*Problem*:
Nothing in the records should differ when you write them out again.

Records contained in a dataset
//! CSS selector groups parsed by `selectors` with scraper's selector implementation,
//! matched against arena elements through [`selectors::Element`].

use std::fmt;
use std::str::FromStr;

use scraper::error::SelectorErrorKind;
use scraper::selector::{CssLocalName, CssString, NonTSPseudoClass, PseudoElement, Simple};
use selectors::attr::{AttrSelectorOperation, CaseSensitivity, NamespaceConstraint};
use selectors::bloom::BloomFilter;
use selectors::matching::{
    self, ElementSelectorFlags, MatchingContext, MatchingForInvalidation, MatchingMode,
    NeedsSelectorFlags, QuirksMode, SelectorCaches,
};
use selectors::parser::ParseRelative;
use selectors::{OpaqueElement, SelectorImpl};

use crate::document::Document;
use crate::errors::SelectorError;
use crate::node::{ElementData, NodeId};

const HTML_NAMESPACE: &str = "http://www.w3.org/1999/xhtml";

/// Parsed selector group; an element matches when any member matches.
#[derive(Clone, Debug, Eq, PartialEq)]
pub struct SelectorList {
    source: String,
    selectors: selectors::SelectorList<Simple>,
}

impl SelectorList {
    pub fn parse(source: &str) -> Result<Self, SelectorError> {
        let source = source.trim();
        if source.is_empty() {
            return Err(SelectorError::Empty);
        }
        let mut input = cssparser::ParserInput::new(source);
        let mut parser = cssparser::Parser::new(&mut input);
        let selectors = selectors::SelectorList::parse(
            &scraper::selector::Parser,
            &mut parser,
            ParseRelative::No,
        )
        .map_err(|err| SelectorError::Invalid {
            selector: source.to_string(),
            reason: SelectorErrorKind::from(err).to_string(),
        })?;
        Ok(Self {
            source: source.to_string(),
            selectors,
        })
    }

    /// Joins several selector strings into one list.
    pub fn from_parts<I, S>(parts: I) -> Result<Self, SelectorError>
    where
        I: IntoIterator<Item = S>,
        S: AsRef<str>,
    {
        let joined = parts
            .into_iter()
            .map(|part| part.as_ref().trim().to_string())
            .collect::<Vec<_>>()
            .join(", ");
        Self::parse(&joined)
    }

    pub(crate) fn matches(&self, element: &ElementHandle<'_>) -> bool {
        let mut caches = SelectorCaches::default();
        let mut context = MatchingContext::new(
            MatchingMode::Normal,
            None,
            &mut caches,
            QuirksMode::NoQuirks,
            NeedsSelectorFlags::No,
            MatchingForInvalidation::No,
        );
        self.selectors
            .slice()
            .iter()
            .any(|selector| matching::matches_selector(selector, 0, None, element, &mut context))
    }

    pub fn as_str(&self) -> &str {
        &self.source
    }

    pub fn len(&self) -> usize {
        self.selectors.len()
    }

    pub fn is_empty(&self) -> bool {
        self.selectors.len() == 0
    }
}

impl FromStr for SelectorList {
    type Err = SelectorError;

    fn from_str(value: &str) -> Result<Self, Self::Err> {
        Self::parse(value)
    }
}

impl fmt::Display for SelectorList {
    fn fmt(&self, f: &mut fmt::Formatter<'_>) -> fmt::Result {
        f.write_str(&self.source)
    }
}

/// Borrowed view of one arena element, walkable by the selector matcher.
#[derive(Clone, Copy)]
pub(crate) struct ElementHandle<'a> {
    doc: &'a Document,
    id: NodeId,
    data: &'a ElementData,
}

impl<'a> ElementHandle<'a> {
    pub(crate) fn new(doc: &'a Document, id: NodeId) -> Option<Self> {
        doc.element(id).map(|data| Self { doc, id, data })
    }

    fn siblings_from(
        &self,
        start: Option<NodeId>,
        step: fn(&Document, NodeId) -> Option<NodeId>,
    ) -> Option<Self> {
        let mut current = start;
        while let Some(node) = current {
            if let Some(handle) = Self::new(self.doc, node) {
                return Some(handle);
            }
            current = step(self.doc, node);
        }
        None
    }
}

impl fmt::Debug for ElementHandle<'_> {
    fn fmt(&self, f: &mut fmt::Formatter<'_>) -> fmt::Result {
        write!(f, "<{}> {}", self.data.tag(), self.id)
    }
}

impl selectors::Element for ElementHandle<'_> {
    type Impl = Simple;

    fn opaque(&self) -> OpaqueElement {
        OpaqueElement::new(self.data)
    }

    fn parent_element(&self) -> Option<Self> {
        self.doc
            .parent(self.id)
            .and_then(|parent| Self::new(self.doc, parent))
    }

    fn parent_node_is_shadow_root(&self) -> bool {
        false
    }

    fn containing_shadow_host(&self) -> Option<Self> {
        None
    }

    fn is_pseudo_element(&self) -> bool {
        false
    }

    fn prev_sibling_element(&self) -> Option<Self> {
        self.siblings_from(self.doc.prev_sibling(self.id), Document::prev_sibling)
    }

    fn next_sibling_element(&self) -> Option<Self> {
        self.siblings_from(self.doc.next_sibling(self.id), Document::next_sibling)
    }

    fn first_element_child(&self) -> Option<Self> {
        self.doc
            .children(self.id)
            .iter()
            .find_map(|child| Self::new(self.doc, *child))
    }

    fn is_html_element_in_html_document(&self) -> bool {
        true
    }

    fn has_local_name(&self, local_name: &<Simple as SelectorImpl>::BorrowedLocalName) -> bool {
        self.data.tag() == &*local_name.0
    }

    fn has_namespace(&self, ns: &<Simple as SelectorImpl>::BorrowedNamespaceUrl) -> bool {
        &**ns == HTML_NAMESPACE
    }

    fn is_same_type(&self, other: &Self) -> bool {
        self.data.tag() == other.data.tag()
    }

    fn attr_matches(
        &self,
        ns: &NamespaceConstraint<&<Simple as SelectorImpl>::NamespaceUrl>,
        local_name: &CssLocalName,
        operation: &AttrSelectorOperation<&CssString>,
    ) -> bool {
        let unqualified = match ns {
            NamespaceConstraint::Any => true,
            NamespaceConstraint::Specific(url) => url.is_empty(),
        };
        unqualified
            && self
                .data
                .attrs()
                .any(|(name, value)| name == &*local_name.0 && operation.eval_str(value))
    }

    fn match_non_ts_pseudo_class(
        &self,
        _pc: &NonTSPseudoClass,
        _context: &mut MatchingContext<'_, Simple>,
    ) -> bool {
        false
    }

    fn match_pseudo_element(
        &self,
        _pe: &PseudoElement,
        _context: &mut MatchingContext<'_, Simple>,
    ) -> bool {
        false
    }

    fn apply_selector_flags(&self, _flags: ElementSelectorFlags) {}

    fn is_link(&self) -> bool {
        self.data.tag() == "a" && self.data.attr("href").is_some()
    }

    fn is_html_slot_element(&self) -> bool {
        self.data.tag() == "slot"
    }

    fn has_id(&self, id: &CssLocalName, case_sensitivity: CaseSensitivity) -> bool {
        self.data
            .attr("id")
            .is_some_and(|value| case_sensitivity.eq(id.0.as_bytes(), value.as_bytes()))
    }

    fn has_class(&self, name: &CssLocalName, case_sensitivity: CaseSensitivity) -> bool {
        self.data
            .classes()
            .any(|class| case_sensitivity.eq(name.0.as_bytes(), class.as_bytes()))
    }

    fn has_custom_state(&self, _name: &CssLocalName) -> bool {
        false
    }

    fn imported_part(&self, _name: &CssLocalName) -> Option<CssLocalName> {
        None
    }

    fn is_part(&self, _name: &CssLocalName) -> bool {
        false
    }

    fn is_empty(&self) -> bool {
        !self.doc.children(self.id).iter().any(|child| {
            self.doc.is_element(*child) || self.doc.text(*child).is_some_and(|text| !text.is_empty())
        })
    }

    fn is_root(&self) -> bool {
        self.id == self.doc.root()
    }

    fn add_element_unique_hashes(&self, _filter: &mut BloomFilter) -> bool {
        false
    }
}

*Response box*:
//! CSS selector groups parsed by `selectors` with scraper's selector implementation,
//! matched against arena elements through [`selectors::Element`].

use std::fmt;
use std::str::FromStr;

use scraper::error::SelectorErrorKind;
use scraper::selector::{CssLocalName, CssString, NonTSPseudoClass, PseudoElement, Simple};
use selectors::attr::{AttrSelectorOperation, CaseSensitivity, NamespaceConstraint};
use selectors::bloom::BloomFilter;
use selectors::matching::{
    self, ElementSelectorFlags, MatchingContext, MatchingForInvalidation, MatchingMode,
    NeedsSelectorFlags, QuirksMode, SelectorCaches,
};
use selectors::parser::ParseRelative;
use selectors::{OpaqueElement, SelectorImpl};

use crate::document::Document;
use crate::errors::SelectorError;
use crate::node::{ElementData, NodeId};

const HTML_NAMESPACE: &str = "http://www.w3.org/1999/xhtml";

/// Parsed selector group; an element matches when any member matches.
#[derive(Clone, Debug, Eq, PartialEq)]
pub struct SelectorList {
    source: String,
    selectors: selectors::SelectorList<Simple>,
}

impl SelectorList {
    pub fn parse(source: &str) -> Result<Self, SelectorError> {
        let source = source.trim();
        if source.is_empty() {
            return Err(SelectorError::Empty);
        }
        let mut input = cssparser::ParserInput::new(source);
        let mut parser = cssparser::Parser::new(&mut input);
        let selectors = selectors::SelectorList::parse(
            &scraper::selector::Parser,
            &mut parser,
            ParseRelative::No,
        )
        .map_err(|err| SelectorError::Invalid {
            selector: source.to_string(),
            reason: SelectorErrorKind::from(err).to_string(),
        })?;
        Ok(Self {
            source: source.to_string(),
            selectors,
        })
    }

    /// Joins several selector strings into one list.
    pub fn from_parts<I, S>(parts: I) -> Result<Self, SelectorError>
    where
        I: IntoIterator<Item = S>,
        S: AsRef<str>,
    {
        let joined = parts
            .into_iter()
            .map(|part| part.as_ref().trim().to_string())
            .collect::<Vec<_>>()
            .join(", ");
        Self::parse(&joined)
    }

    pub(crate) fn matches(&self, element: &ElementHandle<'_>) -> bool {
        let mut caches = SelectorCaches::default();
        let mut context = MatchingContext::new(
            MatchingMode::Normal,
            None,
            &mut caches,
            QuirksMode::NoQuirks,
            NeedsSelectorFlags::No,
            MatchingForInvalidation::No,
        );
        self.selectors
            .slice()
            .iter()
            .any(|selector| matching::matches_selector(selector, 0, None, element, &mut context))
    }

    pub fn as_str(&self) -> &str {
        &self.source
    }

    pub fn len(&self) -> usize {
        self.selectors.len()
    }

    pub fn is_empty(&self) -> bool {
        self.selectors.len() == 0
    }
}

impl FromStr for SelectorList {
    type Err = SelectorError;

    fn from_str(value: &str) -> Result<Self, Self::Err> {
        Self::parse(value)
    }
}

impl fmt::Display for SelectorList {
    fn fmt(&self, f: &mut fmt::Formatter<'_>) -> fmt::Result {
        f.write_str(&self.source)
    }
}

/// Borrowed view of one arena element, walkable by the selector matcher.
#[derive(Clone, Copy)]
pub(crate) struct ElementHandle<'a> {
    doc: &'a Document,
    id: NodeId,
    data: &'a ElementData,
}

impl<'a> ElementHandle<'a> {
    pub(crate) fn new(doc: &'a Document, id: NodeId) -> Option<Self> {
        doc.element(id).map(|data| Self { doc, id, data })
    }

    fn siblings_from(
        &self,
        start: Option<NodeId>,
        step: fn(&Document, NodeId) -> Option<NodeId>,
    ) -> Option<Self> {
        let mut current = start;
        while let Some(node) = current {
            if let Some(handle) = Self::new(self.doc, node) {
                return Some(handle);
            }
            current = step(self.doc, node);
        }
        None
    }
}

impl fmt::Debug for ElementHandle<'_> {
    fn fmt(&self, f: &mut fmt::Formatter<'_>) -> fmt::Result {
        write!(f, "<{}> {}", self.data.tag(), self.id)
    }
}

impl selectors::Element for ElementHandle<'_> {
    type Impl = Simple;

    fn opaque(&self) -> OpaqueElement {
        OpaqueElement::new(self.data)
    }

    fn parent_element(&self) -> Option<Self> {
        self.doc
            .parent(self.id)
            .and_then(|parent| Self::new(self.doc, parent))
    }

    fn parent_node_is_shadow_root(&self) -> bool {
        false
    }

    fn containing_shadow_host(&self) -> Option<Self> {
        None
    }

    fn is_pseudo_element(&self) -> bool {
        false
    }

    fn prev_sibling_element(&self) -> Option<Self> {
        self.siblings_from(self.doc.prev_sibling(self.id), Document::prev_sibling)
    }

    fn next_sibling_element(&self) -> Option<Self> {
        self.siblings_from(self.doc.next_sibling(self.id), Document::next_sibling)
    }

    fn first_element_child(&self) -> Option<Self> {
        self.doc
            .children(self.id)
            .iter()
            .find_map(|child| Self::new(self.doc, *child))
    }

    fn is_html_element_in_html_document(&self) -> bool {
        true
    }

    fn has_local_name(&self, local_name: &<Simple as SelectorImpl>::BorrowedLocalName) -> bool {
        self.data.tag() == &*local_name.0
    }

    fn has_namespace(&self, ns: &<Simple as SelectorImpl>::BorrowedNamespaceUrl) -> bool {
        &**ns == HTML_NAMESPACE
    }

    fn is_same_type(&self, other: &Self) -> bool {
        self.data.tag() == other.data.tag()
    }

    fn attr_matches(
        &self,
        ns: &NamespaceConstraint<&<Simple as SelectorImpl>::NamespaceUrl>,
        local_name: &CssLocalName,
        operation: &AttrSelectorOperation<&CssString>,
    ) -> bool {
        let unqualified = match ns {
            NamespaceConstraint::Any => true,
            NamespaceConstraint::Specific(url) => url.is_empty(),
        };
        unqualified
            && self
                .data
                .attrs()
                .any(|(name, value)| name == &*local_name.0 && operation.eval_str(value))
    }

    fn match_non_ts_pseudo_class(
        &self,
        _pc: &NonTSPseudoClass,
        _context: &mut MatchingContext<'_, Simple>,
    ) -> bool {
        false
    }

    fn match_pseudo_element(
        &self,
        _pe: &PseudoElement,
        _context: &mut MatchingContext<'_, Simple>,
    ) -> bool {
        false
    }

    fn apply_selector_flags(&self, _flags: ElementSelectorFlags) {}

    fn is_link(&self) -> bool {
        self.data.tag() == "a" && self.data.attr("href").is_some()
    }

    fn is_html_slot_element(&self) -> bool {
        self.data.tag() == "slot"
    }

    fn has_id(&self, id: &CssLocalName, case_sensitivity: CaseSensitivity) -> bool {
        self.data
            .attr("id")
            .is_some_and(|value| case_sensitivity.eq(id.0.as_bytes(), value.as_bytes()))
    }

    fn has_class(&self, name: &CssLocalName, case_sensitivity: CaseSensitivity) -> bool {
        self.data
            .classes()
            .any(|class| case_sensitivity.eq(name.0.as_bytes(), class.as_bytes()))
    }

    fn has_custom_state(&self, _name: &CssLocalName) -> bool {
        false
    }

    fn imported_part(&self, _name: &CssLocalName) -> Option<CssLocalName> {
        None
    }

    fn is_part(&self, _name: &CssLocalName) -> bool {
        false
    }

    fn is_empty(&self) -> bool {
        !self.doc.children(self.id).iter().any(|child| {
            self.doc.is_element(*child) || self.doc.text(*child).is_some_and(|text| !text.is_empty())
        })
    }

    fn is_root(&self) -> bool {
        self.id == self.doc.root()
    }

    fn add_element_unique_hashes(&self, _filter: &mut BloomFilter) -> bool {
        false
    }
}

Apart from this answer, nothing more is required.